Reproduce the lines of the listing exactly, beginning at the top, until the line with "use crate::build::LifecyclePolicy;" has been reproduced too.

[Opening Supplied data section]

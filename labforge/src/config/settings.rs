//! Settings structs for all configuration sections.
//!
//! Each struct represents one `[section]` of the INI config file.

use std::path::PathBuf;
use std::time::Duration;

use crate::build::LifecyclePolicy;
use crate::remote::ExecSettings;
use crate::retry::RetryPolicy;

/// Complete application configuration loaded from config.ini.
#[derive(Debug, Clone)]
pub struct ConfigFile {
    /// Cloud account settings
    pub cloud: CloudSettings,
    /// Build settings
    pub build: BuildSettings,
    /// Remote access settings for the configure phase
    pub remote: RemoteSettings,
    /// Logging settings
    pub logging: LoggingSettings,
}

/// Cloud account configuration.
#[derive(Debug, Clone)]
pub struct CloudSettings {
    /// Identity v2 endpoint builds authenticate against.
    pub auth_url: String,
    /// Account user name.
    pub username: String,
    /// Account API key.
    pub api_key: String,
    /// Preferred compute endpoint region (None = first catalog entry).
    pub region: Option<String>,
}

/// Build configuration.
#[derive(Debug, Clone)]
pub struct BuildSettings {
    /// Instances built (and computes configured) at once.
    pub concurrency: usize,
    /// Controller flavor RAM in MB. Flavors are matched by exact RAM.
    pub controller_ram_mb: u32,
    /// Compute flavor RAM in MB.
    pub compute_ram_mb: u32,
    /// Image name fragment or image id.
    pub image: String,
    /// CIDR for each lab's isolated network.
    pub net_cidr: String,
    /// Keypair name injected into instances (None = no key injection).
    pub key_name: Option<String>,
    /// Public key file used to register the keypair when it is missing.
    pub key_file: Option<PathBuf>,
    /// Attach the provider's internal service network to every node.
    pub attach_service_net: bool,
    /// Attempt budget for the create-instance call.
    pub create_attempts: u32,
    /// Attempt budget for the status poll loop.
    pub poll_attempts: u32,
    /// Delay between retry attempts, in seconds.
    pub retry_delay_secs: u64,
    /// Maximum times one node may be rebuilt after ERROR states.
    pub requeue_ceiling: u32,
}

impl BuildSettings {
    /// Retry budgets these settings describe, with the stock cleanup
    /// policy and create jitter.
    pub fn lifecycle_policy(&self) -> LifecyclePolicy {
        let delay = Duration::from_secs(self.retry_delay_secs);
        LifecyclePolicy {
            create: RetryPolicy::new(self.create_attempts).with_delay(delay),
            poll: RetryPolicy::new(self.poll_attempts).with_delay(delay),
            requeue_ceiling: self.requeue_ceiling,
            ..LifecyclePolicy::default()
        }
    }
}

/// Remote access configuration for the configure phase.
#[derive(Debug, Clone)]
pub struct RemoteSettings {
    /// Login user on freshly built nodes.
    pub user: String,
    /// SSH port.
    pub port: u16,
    /// Identity file (None = whatever ssh picks up itself).
    pub key_path: Option<PathBuf>,
    /// Connection attempts per command.
    pub connect_attempts: u32,
    /// Keepalive interval in seconds.
    pub keepalive_secs: u32,
}

impl From<RemoteSettings> for ExecSettings {
    fn from(settings: RemoteSettings) -> Self {
        Self {
            user: settings.user,
            port: settings.port,
            key_path: settings.key_path,
            connect_attempts: settings.connect_attempts,
            keepalive_secs: settings.keepalive_secs,
        }
    }
}

/// Logging configuration.
#[derive(Debug, Clone)]
pub struct LoggingSettings {
    /// Log file path
    pub file: PathBuf,
}
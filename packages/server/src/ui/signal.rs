//! Shutdown signal handling.

/// Resolves on Ctrl+C, or on SIGTERM on Unix.
pub async fn shutdown_signal() {
    let ctrl_c = async {
        if let Err(e) = tokio::signal::ctrl_c().await {
            tracing::error!("Failed to listen for Ctrl+C: {}", e);
            std::future::pending::<()>().await;
        }
    };

    #[cfg(unix)]
    let terminate = async {
        match tokio::signal::unix::signal(tokio::signal::unix::SignalKind::terminate()) {
            Ok(mut signal) => {
                signal.recv().await;
            }
            Err(e) => {
                tracing::error!("Failed to listen for SIGTERM: {}", e);
                std::future::pending::<()>().await;
            }
        }
    };

    #[cfg(not(unix))]
    let terminate = std::future::pending::<()>();

    tokio::select! {
        _ = ctrl_c => tracing::info!("Received Ctrl+C, shutting down"),
        _ = terminate => tracing::info!("Received SIGTERM, shutting down"),
    }
}
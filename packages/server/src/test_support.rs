//! Test helpers shared by unit tests.

use std::{sync::Arc, time::Duration};

use hiroba_shared::time::FixedClock;

use crate::{
    domain::{Broadcaster, RenderError, View, ViewRenderer},
    infrastructure::registry::InMemoryParticipantRegistry,
};

/// Fixed "now" used by use case tests.
pub const NOW: i64 = 1_672_531_200_000;

/// Renders views as short plain-text lines so assertions stay readable.
///
/// `message:<name>:<body>:<own|other>`, `joined:<name>`, `left:<name>`,
/// `presence-count:<n>`.
pub struct TextRenderer;

impl ViewRenderer for TextRenderer {
    fn render(&self, view: &View<'_>) -> Result<String, RenderError> {
        Ok(match view {
            View::Message {
                name, body, own, ..
            } => format!(
                "message:{}:{}:{}",
                name,
                body.as_str(),
                if *own { "own" } else { "other" }
            ),
            View::Joined { name, .. } => format!("joined:{}", name),
            View::Left { name, .. } => format!("left:{}", name),
            View::PresenceCount(count) => format!("presence-count:{}", count),
            other => other.name().to_string(),
        })
    }
}

pub fn create_registry() -> Arc<InMemoryParticipantRegistry> {
    Arc::new(InMemoryParticipantRegistry::new())
}

pub fn create_broadcaster() -> Arc<Broadcaster> {
    Arc::new(Broadcaster::new(
        Arc::new(TextRenderer),
        Duration::from_millis(200),
    ))
}

pub fn create_clock() -> Arc<FixedClock> {
    Arc::new(FixedClock::new(NOW))
}
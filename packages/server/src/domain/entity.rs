//! Domain entities.

use std::{fmt, sync::OnceLock, time::Duration};

use tokio::sync::Mutex;

use super::{
    connection::FrameSink,
    error::TransportError,
    value_object::{Category, DisplayName, ParticipantId, Timestamp},
};

/// One joined user and the outbound half of its connection.
///
/// The connection is only reachable through [`Participant::send`] and
/// [`Participant::close`]. The mutex around it is the participant's write lock
/// and is held for a single write at a time.
pub struct Participant {
    id: ParticipantId,
    display_name: DisplayName,
    category: Category,
    joined_at: Timestamp,
    left_at: OnceLock<Timestamp>,
    connection: Mutex<Box<dyn FrameSink>>,
}

impl Participant {
    pub fn new(
        id: ParticipantId,
        display_name: DisplayName,
        category: Category,
        joined_at: Timestamp,
        connection: Box<dyn FrameSink>,
    ) -> Self {
        Self {
            id,
            display_name,
            category,
            joined_at,
            left_at: OnceLock::new(),
            connection: Mutex::new(connection),
        }
    }

    pub fn id(&self) -> ParticipantId {
        self.id
    }

    pub fn display_name(&self) -> &DisplayName {
        &self.display_name
    }

    pub fn category(&self) -> Category {
        self.category
    }

    pub fn joined_at(&self) -> Timestamp {
        self.joined_at
    }

    pub fn left_at(&self) -> Option<Timestamp> {
        self.left_at.get().copied()
    }

    pub fn has_left(&self) -> bool {
        self.left_at.get().is_some()
    }

    /// Record the departure time.
    ///
    /// Returns `false` if a departure was already recorded; the first value wins.
    pub fn mark_left(&self, at: Timestamp) -> bool {
        self.left_at.set(at).is_ok()
    }

    /// Write one frame, waiting at most `timeout` for the write lock and the write.
    ///
    /// The write lock is released before this returns.
    pub async fn send(&self, payload: String, timeout: Duration) -> Result<(), TransportError> {
        let write = async {
            let mut connection = self.connection.lock().await;
            connection.send_text(payload).await
        };
        match tokio::time::timeout(timeout, write).await {
            Ok(result) => result,
            Err(_) => Err(TransportError::Timeout(timeout)),
        }
    }

    /// Close the underlying connection.
    pub async fn close(&self, timeout: Duration) -> Result<(), TransportError> {
        let close = async {
            let mut connection = self.connection.lock().await;
            connection.close().await
        };
        match tokio::time::timeout(timeout, close).await {
            Ok(result) => result,
            Err(_) => Err(TransportError::Timeout(timeout)),
        }
    }
}

impl fmt::Debug for Participant {
    fn fmt(&self, f: &mut fmt::Formatter<'_>) -> fmt::Result {
        f.debug_struct("Participant")
            .field("id", &self.id)
            .field("display_name", &self.display_name)
            .field("category", &self.category)
            .field("joined_at", &self.joined_at)
            .field("left_at", &self.left_at.get())
            .finish_non_exhaustive()
    }
}
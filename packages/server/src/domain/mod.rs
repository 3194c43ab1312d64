//! Domain layer: value objects, the participant entity, events, and the seams
//! (transport, registry, renderer) the presence-and-broadcast hub depends on.

pub mod broadcaster;
pub mod connection;
pub mod entity;
pub mod error;
pub mod event;
pub mod registry;
pub mod renderer;
pub mod validation;
pub mod value_object;

pub use broadcaster::{Broadcaster, DeliveryOutcome, DeliveryReport, RecipientDelivery};
pub use connection::{FrameSink, FrameSource};
pub use entity::Participant;
pub use error::{JoinRejection, RegistryError, RenderError, TransportError, ValidationError};
pub use event::ChatEvent;
pub use registry::ParticipantRegistry;
pub use renderer::{View, ViewRenderer};
pub use validation::{JoinRequest, validate_join};
pub use value_object::{
    Category, DisplayName, MAX_DISPLAY_NAME_CHARS, MessageBody, ParticipantId,
    ParticipantIdFactory, Timestamp,
};
//! 接続（トランスポート）の実装
//!
//! - `websocket`: axum の WebSocket を分割した送信側・受信側の実装
//! - `channel`: tokio の mpsc チャンネルを使ったプロセス内の実装

pub mod channel;
pub mod websocket;

pub use channel::{ChannelFrameSink, ChannelFrameSource};
pub use websocket::{WebSocketFrameSink, WebSocketFrameSource};
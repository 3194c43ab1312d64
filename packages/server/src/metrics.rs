//! Prometheus metrics recorder and metric names.

use metrics_exporter_prometheus::{BuildError, PrometheusBuilder, PrometheusHandle};

/// Currently joined participants (gauge).
pub const PARTICIPANTS_ACTIVE: &str = "chat_participants_active";
/// Accepted joins (counter).
pub const JOINS_TOTAL: &str = "chat_joins_total";
/// Rejected join handshakes (counter, labels: reason).
pub const JOIN_REJECTIONS_TOTAL: &str = "chat_join_rejections_total";
/// Chat messages broadcast (counter, labels: category).
pub const MESSAGES_TOTAL: &str = "chat_messages_total";
/// Failed per-recipient writes (counter).
pub const DELIVERY_FAILURES_TOTAL: &str = "chat_delivery_failures_total";

/// Install the global Prometheus recorder.
///
/// Must be called at most once per process.
pub fn install_recorder() -> Result<PrometheusHandle, BuildError> {
    let handle = PrometheusBuilder::new().install_recorder()?;
    tracing::info!("Prometheus metrics recorder installed");
    Ok(handle)
}

/// Render Prometheus text format from a recorder handle.
pub fn render(handle: &PrometheusHandle) -> String {
    handle.render()
}
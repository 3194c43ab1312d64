//! Shared application state and dependency wiring.

use std::sync::Arc;

use hiroba_shared::time::SystemClock;
use metrics_exporter_prometheus::PrometheusHandle;

use crate::{
    config::ServerConfig,
    domain::{Broadcaster, ViewRenderer},
    infrastructure::{registry::InMemoryParticipantRegistry, renderer::HtmlRenderer},
    usecase::{
        GetPresenceUseCase, JoinParticipantUseCase, LeaveParticipantUseCase, PresenceLifecycle,
        SendMessageUseCase,
    },
};

/// Shared application state
pub struct AppState {
    /// PresenceLifecycle（WebSocket コネクションごとの参加状態）
    pub presence_lifecycle: Arc<PresenceLifecycle>,
    /// GetPresenceUseCase（参加者一覧の取得）
    pub get_presence_usecase: Arc<GetPresenceUseCase>,
    /// ViewRenderer（HTML ページの描画）
    pub renderer: Arc<dyn ViewRenderer>,
    /// Prometheus ハンドル（未登録なら `/metrics` は 404）
    pub metrics: Option<PrometheusHandle>,
}

/// Build the application state in dependency order.
///
/// 1. Registry
/// 2. Renderer and Broadcaster
/// 3. UseCases
pub fn build_app_state(config: &ServerConfig, metrics: Option<PrometheusHandle>) -> Arc<AppState> {
    // 1. Registry (in-memory)
    let registry = Arc::new(InMemoryParticipantRegistry::new());

    // 2. Renderer and Broadcaster
    let renderer: Arc<dyn ViewRenderer> = Arc::new(HtmlRenderer::new());
    let broadcaster = Arc::new(Broadcaster::new(renderer.clone(), config.write_timeout));
    let clock = Arc::new(SystemClock);

    // 3. UseCases
    let join_participant_usecase = Arc::new(JoinParticipantUseCase::new(
        registry.clone(),
        broadcaster.clone(),
        clock.clone(),
    ));
    let send_message_usecase = Arc::new(SendMessageUseCase::new(
        registry.clone(),
        broadcaster.clone(),
        clock.clone(),
    ));
    let leave_participant_usecase = Arc::new(LeaveParticipantUseCase::new(
        registry.clone(),
        broadcaster,
        clock,
    ));
    let presence_lifecycle = Arc::new(PresenceLifecycle::new(
        join_participant_usecase,
        send_message_usecase,
        leave_participant_usecase,
        config.write_timeout,
    ));
    let get_presence_usecase = Arc::new(GetPresenceUseCase::new(registry));

    Arc::new(AppState {
        presence_lifecycle,
        get_presence_usecase,
        renderer,
        metrics,
    })
}
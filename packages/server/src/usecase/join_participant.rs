//! UseCase: 参加処理
//!
//! ## テスト実装の作業記録
//!
//! ### 何をテストしているか
//! - JoinParticipantUseCase::execute() メソッド
//! - Registry への登録と、参加通知・参加人数のブロードキャスト
//!
//! ### なぜこのテストが必要か
//! - 参加通知は新規参加者自身を含む全員に届く必要がある
//! - 参加人数は登録後の人数で通知される必要がある
//!
//! ### どのような状況を想定しているか
//! - 正常系：最初の参加者、既存参加者がいる状態での参加
//! - エッジケース：同じ表示名の参加者が複数参加

use std::sync::Arc;

use hiroba_shared::time::Clock;
use metrics::{counter, gauge};

use crate::{
    domain::{
        Broadcaster, ChatEvent, FrameSink, JoinRequest, Participant, ParticipantIdFactory,
        ParticipantRegistry, Timestamp,
    },
    metrics::{JOINS_TOTAL, PARTICIPANTS_ACTIVE},
};

use super::error::JoinError;

/// 参加のユースケース
pub struct JoinParticipantUseCase {
    /// Registry（参加者集合の抽象化）
    registry: Arc<dyn ParticipantRegistry>,
    /// Broadcaster（全参加者への配信）
    broadcaster: Arc<Broadcaster>,
    /// Clock（参加時刻の取得）
    clock: Arc<dyn Clock>,
}

impl JoinParticipantUseCase {
    /// 新しい JoinParticipantUseCase を作成
    pub fn new(
        registry: Arc<dyn ParticipantRegistry>,
        broadcaster: Arc<Broadcaster>,
        clock: Arc<dyn Clock>,
    ) -> Self {
        Self {
            registry,
            broadcaster,
            clock,
        }
    }

    /// 参加を実行
    ///
    /// # Arguments
    ///
    /// * `request` - 検証済みの参加リクエスト
    /// * `connection` - 参加者の送信側コネクション（以後 Participant が所有する）
    ///
    /// # Returns
    ///
    /// * `Ok(Arc<Participant>)` - 登録済みの参加者
    /// * `Err(JoinError)` - 登録失敗
    pub async fn execute(
        &self,
        request: JoinRequest,
        connection: Box<dyn FrameSink>,
    ) -> Result<Arc<Participant>, JoinError> {
        let JoinRequest {
            display_name,
            category,
        } = request;

        // 1. 参加者を作成して Registry に登録
        let joined_at = Timestamp::new(self.clock.now_millis());
        let participant = Arc::new(Participant::new(
            ParticipantIdFactory::generate(),
            display_name.clone(),
            category,
            joined_at,
            connection,
        ));
        if let Err(e) = self.registry.add(participant.clone()).await {
            // 登録できなかった参加者のコネクションはここで閉じる
            if let Err(close_error) = participant.close(self.broadcaster.write_timeout()).await {
                tracing::debug!("Failed to close unregistered connection: {}", close_error);
            }
            return Err(e.into());
        }

        counter!(JOINS_TOTAL).increment(1);
        gauge!(PARTICIPANTS_ACTIVE).set(self.registry.count().await as f64);
        tracing::info!(
            "Participant '{}' ({}) joined as {}",
            display_name,
            category,
            participant.id()
        );

        // 2. 参加通知（新規参加者自身を含む全員）
        let event = ChatEvent::ParticipantJoined {
            name: display_name,
            category,
            joined_at,
        };
        self.broadcaster
            .broadcast(&event, self.registry.as_ref())
            .await;

        // 3. 参加人数の通知
        self.broadcaster
            .broadcast_presence_count(self.registry.as_ref())
            .await;

        Ok(participant)
    }
}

[Closing Supplied data section]

● **Solution to this problem**:
filename labforge/src/config/settings.rs
//! Settings structs for all configuration sections.
//!
//! Each struct represents one `[section]` of the INI config file.

use std::path::PathBuf;
use std::time::Duration;

use crate::build::LifecyclePolicy;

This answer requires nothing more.